В связи с изложенным важен и следующий факт. Потерпевший гр-н Ф. потерял сознание сразу же после получения травмы, что нехарактерно для шока, при котором длительно отсутствуют нарушения психики, а сопор может развиться, как указано выше, лишь при потере более 1,5 л крови [7, 10]. Потеря сознания у гр-на Ф. является признаком комы при получении им СТ. Патогенез коматозного состояния у гр-на Ф. не связан ни с кровопотерей, ни с нарушениями газообмена в легких в такой мере и степени, как с ЧМТ. Другими словами, у потерпевшего гр-на Ф. развилась тяжелая мозговая кома в связи с имевшимися у него повреждениями головного мозга и его оболочек. ЧМТ у г-на Ф. следует рассматривать как тяжелый ушиб головного мозга, сопровождающийся (проявляющийся) обширным САК и кровотечением в мозговые желудочки.
Другая составляющая СТ у гр-на Ф. — повреждение грудной клетки, безусловно, отягощала состояние потерпевшего, но не выступала ведущей в танатогенезе.
Сравнивая описание картины органов и тканей, выявленной на вскрытии, а также при гистологическом исследовании, с данными литературы, касающимися морфологии ТШ, отметили ряд существенных расхождений. Наибольшее сходство обнаруживает микроскопическое описание печени («шоковая печень»). Однако указанный термин является, по существу, лишь «морфологическим штампом», который следует рассматривать только в контексте с данными вскрытия и обстоятельствами дела, так как подобные изменения не являются специфичными для ТШ [11, 13, 14, 16]. Кроме того, нельзя забывать и о том, что такая же микроскопическая картина в печени может наблюдаться в физиологических условиях [17], а также вследствие посмертного растворения гликогена [18].
Таким образом, вывод о наличии ТШ у потерпевшего гр-на Ф. только потому, что у него была СТ, а гистологически обнаружена «шоковая печень», представляется необоснованным и по меньшей мере весьма неосторожным. Приведенные аргументы позволяют исключить наличие ТШ у потерпевшего гр-на Ф. и считать непосредственной причиной его смерти мозговую кому, осложнившую тяжелый ушиб головного мозга.

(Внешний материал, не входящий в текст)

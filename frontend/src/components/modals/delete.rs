//! Delete confirmation for any [`ResourceKind`].
//!
//! Opened through `OpenDeleteModal`; on success it broadcasts `Deleted` so
//! every list holding the item drops it, and `ReloadPressReleases` for press
//! releases.

use common::events::{AppEvent, DeleteTarget, EventKind, ResourceKind, Subscription};
use yew::prelude::*;

use crate::app::{app_context, AppContext};
use crate::components::toast::{toast_api_error, toast_success};
use crate::components::top_sheet::TopSheet;
use crate::http::{api, ApiError, HttpClient};

pub enum Msg {
    Open(DeleteTarget),
    Close,
    Confirm,
    Finished(DeleteTarget, Result<(), ApiError>),
}

pub struct DeleteModal {
    context: AppContext,
    target: Option<DeleteTarget>,
    deleting: bool,
    _subscription: Subscription,
}

/// What a finished delete leads to.
#[derive(Debug, Clone, PartialEq)]
pub enum Finish {
    /// Close the sheet and broadcast these events, `Deleted` first.
    Deleted(Vec<AppEvent>),
    /// Keep the sheet open and the item in place; one error toast.
    Failed { context: String, error: ApiError },
}

pub fn finish(target: DeleteTarget, result: Result<(), ApiError>) -> Finish {
    match result {
        Ok(()) => {
            let kind = target.kind;
            let mut events = vec![AppEvent::Deleted(target)];
            if kind == ResourceKind::PressRelease {
                events.push(AppEvent::ReloadPressReleases);
            }
            Finish::Deleted(events)
        }
        Err(error) => Finish::Failed {
            context: format!("Failed to delete the {}", target.kind.label()),
            error,
        },
    }
}

async fn delete(client: &HttpClient, target: &DeleteTarget) -> Result<(), ApiError> {
    match target.kind {
        ResourceKind::PressRelease => api::delete_press_release(client, &target.id).await,
        ResourceKind::Client => api::delete_client(client, &target.id).await,
        ResourceKind::Journalist => api::delete_journalist(client, &target.id).await,
        ResourceKind::PublishedLink => api::delete_published_link(client, &target.id).await,
    }
}

impl Component for DeleteModal {
    type Message = Msg;
    type Properties = ();

    fn create(ctx: &Context<Self>) -> Self {
        let context = app_context(ctx);
        let link = ctx.link().clone();
        let subscription = context.bus.on(EventKind::OpenDeleteModal, move |event| {
            if let AppEvent::OpenDeleteModal(target) = event {
                link.send_message(Msg::Open(target.clone()));
            }
        });
        Self {
            context,
            target: None,
            deleting: false,
            _subscription: subscription,
        }
    }

    fn update(&mut self, ctx: &Context<Self>, msg: Self::Message) -> bool {
        match msg {
            Msg::Open(target) => {
                if self.deleting {
                    return false;
                }
                self.target = Some(target);
            }
            Msg::Close => {
                if self.deleting {
                    return false;
                }
                self.target = None;
            }
            Msg::Confirm => {
                let Some(target) = self.target.clone() else {
                    return false;
                };
                if self.deleting {
                    return false;
                }
                self.deleting = true;
                let client = self.context.client.clone();
                ctx.link().send_future(async move {
                    let result = delete(&client, &target).await;
                    Msg::Finished(target, result)
                });
            }
            Msg::Finished(target, result) => {
                self.deleting = false;
                let label = target.kind.label();
                match finish(target, result) {
                    Finish::Deleted(events) => {
                        log::info!("deleted a {label}");
                        toast_success(&format!("The {label} was deleted"));
                        self.target = None;
                        for event in events {
                            self.context.bus.emit(event);
                        }
                    }
                    Finish::Failed { context, error } => toast_api_error(&context, &error),
                }
            }
        }
        true
    }

    fn view(&self, ctx: &Context<Self>) -> Html {
        let link = ctx.link();
        let label = self.target.as_ref().map_or("item", |target| target.kind.label());
        html! {
            <TopSheet open={self.target.is_some()} title={format!("Delete {label}")} on_close={link.callback(|_| Msg::Close)}>
                <p>{ format!("Are you sure you want to delete this {label}? This cannot be undone.") }</p>
                <div class="form-buttons">
                    <button type="button" class="btn btn-outline" disabled={self.deleting} onclick={link.callback(|_| Msg::Close)}>
                        { "Cancel" }
                    </button>
                    <button type="button" class="btn btn-danger" disabled={self.deleting} onclick={link.callback(|_| Msg::Confirm)}>
                        { if self.deleting { "Deleting..." } else { "Delete" } }
                    </button>
                </div>
            </TopSheet>
        }
    }
}

#[cfg(test)]
mod tests {
    use std::cell::{Cell, RefCell};
    use std::rc::Rc;

    use common::events::EventBus;
    use common::listing::ListResource;
    use common::model::client::Client;
    use common::model::page::Page;

    use super::*;

    fn clients() -> ListResource<Client> {
        let mut list = ListResource::new(10);
        let ticket = list.begin_fetch();
        let rows = ["x", "y"]
            .into_iter()
            .map(|id| Client {
                id: id.into(),
                ..Default::default()
            })
            .collect();
        list.apply_page(ticket, Page::new(rows, 2));
        list
    }

    /// Wires a bus the way `ResourcePage` does: `Deleted` of its kind drops the row.
    fn broadcast(finish: Finish, list: &Rc<RefCell<ListResource<Client>>>) -> usize {
        let bus: EventBus<AppEvent> = EventBus::new();
        let received = Rc::new(Cell::new(0));
        let _subscription = {
            let list = list.clone();
            let received = received.clone();
            bus.on(EventKind::Deleted, move |event| {
                received.set(received.get() + 1);
                if let AppEvent::Deleted(target) = event {
                    list.borrow_mut().remove(&target.id);
                }
            })
        };
        if let Finish::Deleted(events) = finish {
            for event in events {
                bus.emit(event);
            }
        }
        received.get()
    }

    #[test]
    fn successful_delete_removes_the_row() {
        let list = Rc::new(RefCell::new(clients()));
        let target = DeleteTarget::new("x", ResourceKind::Client);
        let finished = finish(target.clone(), Ok(()));
        assert_eq!(finished, Finish::Deleted(vec![AppEvent::Deleted(target)]));

        assert_eq!(broadcast(finished, &list), 1);
        assert!(!list.borrow().contains("x"));
        assert!(list.borrow().contains("y"));
    }

    #[test]
    fn failed_delete_keeps_the_row_and_reports_once() {
        let list = Rc::new(RefCell::new(clients()));
        let error = ApiError::Server { status: 500 };
        let finished = finish(DeleteTarget::new("x", ResourceKind::Client), Err(error.clone()));
        assert_eq!(
            finished,
            Finish::Failed {
                context: "Failed to delete the client".into(),
                error,
            }
        );

        assert_eq!(broadcast(finished, &list), 0);
        assert!(list.borrow().contains("x"));
        assert_eq!(list.borrow().items().len(), 2);
    }

    #[test]
    fn deleting_a_press_release_also_reloads_the_grid() {
        let target = DeleteTarget::new("p1", ResourceKind::PressRelease);
        assert_eq!(
            finish(target.clone(), Ok(())),
            Finish::Deleted(vec![AppEvent::Deleted(target), AppEvent::ReloadPressReleases])
        );
    }
}
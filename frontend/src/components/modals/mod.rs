//! Sheets mounted once by the layout and opened through the event bus, plus
//! the journalist import sheet owned by the journalists page.

pub mod delete;
pub mod generate;
pub mod share;
pub mod template_selector;
pub mod upload;

use yew::prelude::*;

use delete::DeleteModal;
use generate::GenerateModal;
use share::ShareModal;
use template_selector::TemplateSelector;

/// Every bus-driven modal, rendered next to the routed page.
#[function_component(GlobalModals)]
pub fn global_modals() -> Html {
    html! {
        <>
            <GenerateModal />
            <TemplateSelector />
            <ShareModal />
            <DeleteModal />
        </>
    }
}
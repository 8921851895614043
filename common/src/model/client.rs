use serde::{Deserialize, Serialize};

use super::null_as_default;
use crate::listing::Identified;

/// A company on whose behalf press releases are written.
#[derive(Debug, Clone, PartialEq, Default, Serialize, Deserialize)]
pub struct Client {
    pub id: String,
    #[serde(default, deserialize_with = "null_as_default")]
    pub name: String,
    #[serde(default, deserialize_with = "null_as_default")]
    pub email: String,
    #[serde(default, deserialize_with = "null_as_default")]
    pub phone: String,
    #[serde(default, deserialize_with = "null_as_default")]
    pub country: String,
    #[serde(default, deserialize_with = "null_as_default")]
    pub website: String,
    #[serde(default, deserialize_with = "null_as_default")]
    pub description: String,
    #[serde(default, deserialize_with = "null_as_default")]
    pub about: String,
    /// URL of the uploaded logo, if any.
    #[serde(default)]
    pub logo: Option<String>,
}

impl Identified for Client {
    fn id(&self) -> &str {
        &self.id
    }
}

/// Body of the create and update calls.
///
/// The edit form always submits every field, so the same payload is used for
/// `POST clients/` and `PATCH clients/{id}/`.
#[derive(Debug, Clone, PartialEq, Default, Serialize, Deserialize)]
pub struct ClientPayload {
    pub name: String,
    pub email: String,
    pub phone: String,
    pub country: String,
    pub website: String,
    pub description: String,
    pub about: String,
}

impl ClientPayload {
    /// Text parts of the multipart body used when a logo file is attached.
    pub fn form_fields(&self) -> Vec<(&'static str, String)> {
        vec![
            ("name", self.name.clone()),
            ("email", self.email.clone()),
            ("phone", self.phone.clone()),
            ("country", self.country.clone()),
            ("website", self.website.clone()),
            ("description", self.description.clone()),
            ("about", self.about.clone()),
        ]
    }

    /// Returns the name of the first missing required field.
    pub fn missing_field(&self) -> Option<&'static str> {
        if self.name.trim().is_empty() {
            Some("name")
        } else if self.email.trim().is_empty() {
            Some("email")
        } else {
            None
        }
    }
}

impl From<&Client> for ClientPayload {
    fn from(client: &Client) -> Self {
        Self {
            name: client.name.clone(),
            email: client.email.clone(),
            phone: client.phone.clone(),
            country: client.country.clone(),
            website: client.website.clone(),
            description: client.description.clone(),
            about: client.about.clone(),
        }
    }
}

#[cfg(test)]
mod tests {
    use super::*;

    #[test]
    fn null_columns_decode_as_empty_strings() {
        let json = r#"{"id": "c1", "name": "Acme", "email": "hi@acme.co", "phone": null, "logo": null}"#;
        let client: Client = serde_json::from_str(json).unwrap();
        assert_eq!(client.phone, "");
        assert_eq!(client.website, "");
        assert_eq!(client.logo, None);
    }

    #[test]
    fn edit_payload_starts_from_the_row() {
        let client = Client {
            id: "c1".into(),
            name: "Acme".into(),
            email: "hi@acme.co".into(),
            country: "Kenya".into(),
            ..Default::default()
        };
        let payload = ClientPayload::from(&client);
        assert_eq!(payload.name, "Acme");
        assert_eq!(payload.country, "Kenya");
        assert_eq!(payload.missing_field(), None);
    }

    #[test]
    fn name_and_email_are_required() {
        let mut payload = ClientPayload::default();
        assert_eq!(payload.missing_field(), Some("name"));
        payload.name = "Acme".into();
        assert_eq!(payload.missing_field(), Some("email"));
    }

    #[test]
    fn multipart_fields_cover_every_text_column() {
        let fields = ClientPayload::default().form_fields();
        let names: Vec<_> = fields.iter().map(|(name, _)| *name).collect();
        assert_eq!(
            names,
            ["name", "email", "phone", "country", "website", "description", "about"]
        );
    }
}
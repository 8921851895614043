//! HTTP surface of the static host.
//!
//! - `runtime_config`: `GET /config.json`, read by the dashboard at start-up.
//! - `assets`: the compiled dashboard, with `index.html` as the fallback for
//!   client-side routes.

pub mod assets;
pub mod runtime_config;
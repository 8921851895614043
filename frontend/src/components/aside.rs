//! Sidebar: brand, the "new press release" shortcut, navigation and the
//! signed-in user.

use common::model::auth::User;
use yew::prelude::*;
use yew_router::prelude::*;

use crate::app::{app_context, AppContext};
use crate::auth_store::AuthStore;
use crate::components::modals::generate::start_draft;
use crate::http::{api, ApiError};
use crate::routes::Route;

static NAV: [(Route, &str, &str); 6] = [
    (Route::Home, "Dashboard", "dashboard"),
    (Route::Clients, "Clients", "business"),
    (Route::Journalists, "Journalists", "groups"),
    (Route::Templates, "Templates", "view_quilt"),
    (Route::JournalistDashboard, "Journalist dashboard", "stars"),
    (Route::AdminDashboard, "Admin dashboard", "admin_panel_settings"),
];

pub enum Msg {
    UserLoaded(Result<User, ApiError>),
    NewPressRelease,
    Logout,
}

pub struct Aside {
    context: AppContext,
    user: Option<User>,
}

impl Component for Aside {
    type Message = Msg;
    type Properties = ();

    fn create(ctx: &Context<Self>) -> Self {
        let context = app_context(ctx);
        let client = context.client.clone();
        ctx.link().send_future(async move { Msg::UserLoaded(api::me(&client).await) });
        Self {
            context,
            user: AuthStore::user(),
        }
    }

    fn update(&mut self, ctx: &Context<Self>, msg: Self::Message) -> bool {
        match msg {
            Msg::UserLoaded(Ok(user)) => {
                AuthStore::save_user(&user);
                self.user = Some(user);
                true
            }
            Msg::UserLoaded(Err(error)) => {
                log::warn!("cannot load the current user: {error}");
                false
            }
            Msg::NewPressRelease => {
                start_draft(&self.context);
                false
            }
            Msg::Logout => {
                AuthStore::clear();
                log::info!("signed out");
                if let Some(navigator) = ctx.link().navigator() {
                    navigator.push(&Route::Login);
                }
                false
            }
        }
    }

    fn view(&self, ctx: &Context<Self>) -> Html {
        let link = ctx.link();
        let current = link.route::<Route>();
        html! {
            <aside class="app-aside">
                <div class="brand">
                    <span class="material-icons">{ "campaign" }</span>
                    <span>{ "Wezawire" }</span>
                </div>
                <button class="btn btn-primary new-release" onclick={link.callback(|_| Msg::NewPressRelease)}>
                    <span class="material-icons">{ "add" }</span>
                    { "New Press Release" }
                </button>
                <nav class="nav">
                    { for NAV.iter().map(|(route, label, icon)| {
                        let active = current.as_ref() == Some(route);
                        html! {
                            <Link<Route> to={route.clone()} classes={classes!("nav-link", active.then_some("active"))}>
                                <span class="material-icons">{ *icon }</span>
                                <span>{ *label }</span>
                            </Link<Route>>
                        }
                    }) }
                </nav>
                <div class="aside-user">
                    if let Some(user) = &self.user {
                        <div class="user-card">
                            <span class="user-name">{ user.full_name() }</span>
                            <span class="user-email">{ user.email.clone() }</span>
                        </div>
                    }
                    <button class="btn btn-outline" onclick={link.callback(|_| Msg::Logout)}>
                        <span class="material-icons">{ "logout" }</span>
                        { "Log out" }
                    </button>
                </div>
            </aside>
        }
    }
}
//! Shared crate-wide constants for Mendyard.
//!
//! Centralizes default thresholds and labels used across modules.
//! Adjusting these here will propagate through the crate.

/// Default worker pool size used by the orchestrator.
pub const DEFAULT_WORKERS: usize = 4;

/// Upper bound accepted for the worker pool size.
pub const MAX_WORKERS: usize = 64;

/// Code prefixes that classify a batch as CRITICAL (undefined names, syntax errors).
pub const DEFAULT_FATAL_PREFIXES: &[&str] = &["F8", "E9"];

/// Code prefixes counted as fatal-adjacent for the HIGH classification.
pub const DEFAULT_ADJACENT_PREFIXES: &[&str] = &["E"];

/// Groups larger than this many violations are classified MEDIUM when nothing else applies.
pub const DEFAULT_BULK_THRESHOLD: usize = 20;

/// Minimum cumulative success rate before health degrades to WARNING.
pub const DEFAULT_SUCCESS_FLOOR: f64 = 0.75;

/// Failures within a single batch above which health becomes CRITICAL.
pub const DEFAULT_FAILURE_CEILING: u64 = 5;

/// Batch duration above which health degrades to WARNING.
pub const DEFAULT_DURATION_CEILING_SECS: u64 = 300;

/// Number of completed batches that must be exceeded before CRITICAL may halt the run.
pub const DEFAULT_GRACE_BATCHES: u64 = 5;

/// Default capacity of the per-run seen-content LRU.
pub const DEFAULT_SEEN_CAPACITY: usize = 4096;

/// Backup root, relative to the workspace root unless configured absolute.
pub const DEFAULT_BACKUP_ROOT: &str = ".mendyard/backups";

/// Tag recorded in backup sidecars.
pub const DEFAULT_BACKUP_TAG: &str = "mendyard";

/// Sidecar suffix appended to a snapshot payload path.
pub const SIDECAR_SUFFIX: &str = ".meta.json";

/// Sidecar schema identifier.
pub const SIDECAR_SCHEMA: &str = "mendyard.backup.v1";

/// Temporary filename suffix used when writing remediated content.
/// The temporary name is constructed as `.{fname}{TMP_SUFFIX}`; e.g., `.app.py.mendyard.tmp`.
pub const TMP_SUFFIX: &str = ".mendyard.tmp";

/// Temporary filename suffix used when restoring a snapshot over a resource.
pub const RESTORE_TMP_SUFFIX: &str = ".mendyard.restore.tmp";

/// Poll interval in milliseconds for the file-backed lock manager.
pub const LOCK_POLL_MS: u64 = 25;

/// Default run lock timeout.
pub const DEFAULT_LOCK_TIMEOUT_MS: u64 = 5_000;

/// Lock file name placed under the backup root when a file lock manager is used.
pub const LOCK_FILE_NAME: &str = "mendyard.lock";

/// Config file discovered in the workspace root.
pub const CONFIG_FILE_NAME: &str = "mendyard.toml";

/// UUIDv5 namespace tag for deterministic batch ids.
pub const NS_TAG: &str = "https://mendyard.dev/batch";

/// Maximum line length used by the long-line splitting rule.
pub const MAX_LINE_LENGTH: usize = 79;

В заключение следует подчеркнуть, что при выполнении каждой судебно-медицинской экспертизы в случае смертельного исхода СТ следует проводить углубленный и тщательный анализ танатогенеза, исходя из достоверного определения непосредственной причины смерти. Это позволит избежать поверхностных и необоснованных экспертных выводов и их возможных роковых юридических последствий.